For this simple example, the space compensation using the wave
field synthesis would consist in the fact that at first the
reflection of this wall is determined in order to ascertain when a
sound signal having been reflected from the wall again arrives the
loudspeaker, and which amplitude this reflected sound signal has.
If the reflection from this wall is undesirable, there is the
possibility, with the wave field synthesis, to eliminate the
reflection from this wall by impressing a signal with corresponding
amplitude and of opposite phase to the reflection signal on the
loudspeaker, so that the propagating compensation wave cancels out
the reflection wave, such that the reflection from this wall is
eliminated in the surrounding considered. This may be done by at
first calculating the impulse response of the surrounding and then
determining the property and position of the wall on the basis of
the impulse response of this surrounding, wherein the wall is
interpreted as a mirror source, i.e. as a sound source reflecting
incident sound.
[0017] If at first the impulse response of this surrounding is
measured and then the compensation signal, which has to be
impressed on the loudspeaker in a manner superimposed on the audio
signal, is calculated, cancellation of the reflection from this
wall will take place, such that a listener in this surrounding has
the sound impression that this wall does not exist at all.
[0018] However, it is crucial for optimum compensation of the
reflected wave that the impulse response of the room is determined
accurately so that no over- or undercompensation occurs.
[0019] Thus, the wave field synthesis allows for correct mapping of
virtual sound sources across a large reproduction area. At the same
time it offers, to the sound master and sound engineer, new
technical and creative potential in the creation of even complex
sound landscapes. The wave field synthesis (WFS, or also sound
field synthesis), as developed at the TU Delft at the end of the
80s, represents a holographic approach of the sound reproduction.

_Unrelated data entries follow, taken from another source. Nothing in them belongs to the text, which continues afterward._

// Application state module
// Read-only state shared by every connection task

use std::path::PathBuf;

use super::types::Config;
use crate::strategy::CacheStrategy;

/// Application state
///
/// Built once at startup. Request handling only reads it, so no locking is
/// needed across connections.
pub struct AppState {
    pub config: Config,
    /// Static root as a path, resolved once from `static_files.root`
    pub static_root: PathBuf,
}

impl AppState {
    pub fn new(config: Config) -> Self {
        let static_root = PathBuf::from(&config.static_files.root);
        Self {
            config,
            static_root,
        }
    }

    pub const fn strategy(&self) -> CacheStrategy {
        self.config.cache.strategy
    }
}
//! MIME type detection module
//!
//! Returns the Content-Type for a resource based on its file extension.

use mime_guess::mime;
use std::path::Path;

/// Get MIME Content-Type for a file path
///
/// Text types are served as UTF-8.
///
/// # Examples
/// ```
/// use cachelab::http::mime::content_type_for;
/// use std::path::Path;
/// assert_eq!(content_type_for(Path::new("index.html")), "text/html; charset=utf-8");
/// assert_eq!(content_type_for(Path::new("logo.png")), "image/png");
/// ```
pub fn content_type_for(path: &Path) -> String {
    let guessed = mime_guess::from_path(path).first_or_octet_stream();
    if guessed.type_() == mime::TEXT && guessed.get_param(mime::CHARSET).is_none() {
        format!("{guessed}; charset=utf-8")
    } else {
        guessed.to_string()
    }
}

#[cfg(test)]
mod tests {
    use super::*;

    #[test]
    fn test_common_types() {
        assert_eq!(
            content_type_for(Path::new("static/index.html")),
            "text/html; charset=utf-8"
        );
        assert_eq!(
            content_type_for(Path::new("static/app.css")),
            "text/css; charset=utf-8"
        );
        assert_eq!(content_type_for(Path::new("static/logo.png")), "image/png");
        assert_eq!(
            content_type_for(Path::new("static/data.json")),
            "application/json"
        );
    }

    #[test]
    fn test_unknown_extension() {
        assert_eq!(
            content_type_for(Path::new("static/blob.qqqzz")),
            "application/octet-stream"
        );
        assert_eq!(
            content_type_for(Path::new("static/README")),
            "application/octet-stream"
        );
    }
}
// Signal handling module
//
// - SIGTERM: graceful shutdown
// - SIGINT:  graceful shutdown (Ctrl+C)

use crate::logger;

/// Resolve when the process is asked to stop
///
/// If a handler cannot be registered the signal is logged and never fires,
/// so the server keeps running rather than exiting immediately.
#[cfg(unix)]
pub async fn shutdown_signal() {
    use tokio::signal::unix::{signal, SignalKind};

    let (mut sigterm, mut sigint) = match (
        signal(SignalKind::terminate()),
        signal(SignalKind::interrupt()),
    ) {
        (Ok(term), Ok(int)) => (term, int),
        (Err(e), _) | (_, Err(e)) => {
            logger::log_error(&format!("Failed to register signal handlers: {e}"));
            std::future::pending::<()>().await;
            return;
        }
    };

    tokio::select! {
        _ = sigterm.recv() => logger::log_info("[SIGNAL] SIGTERM received, shutting down"),
        _ = sigint.recv() => logger::log_info("[SIGNAL] SIGINT received, shutting down"),
    }
}

/// Windows fallback - only handles Ctrl+C
#[cfg(not(unix))]
pub async fn shutdown_signal() {
    match tokio::signal::ctrl_c().await {
        Ok(()) => logger::log_info("[SIGNAL] Ctrl+C received, shutting down"),
        Err(e) => {
            logger::log_error(&format!("Failed to listen for Ctrl+C: {e}"));
            std::future::pending::<()>().await;
        }
    }
}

The Kirchhoff-Helmholtz integral serves as a basis for this. It
states that arbitrary sound fields within a closed volume can be
generated by means of a distribution of monopole and dipole sound
sources (loudspeaker arrays) on the surface of this volume.
[0020] In the wave field synthesis, a synthesis signal for each
loudspeaker of the loudspeaker array is calculated from an audio
signal sending out a virtual source at a virtual position, wherein
the synthesis signals are formed with respect to amplitude and
phase such that a wave resulting from the superposition of the
individual sound wave output by the loudspeakers present in the
loudspeaker array corresponds to the wave that would be due to the
virtual source at the virtual position if this virtual source at
the virtual position were a real source with a real position.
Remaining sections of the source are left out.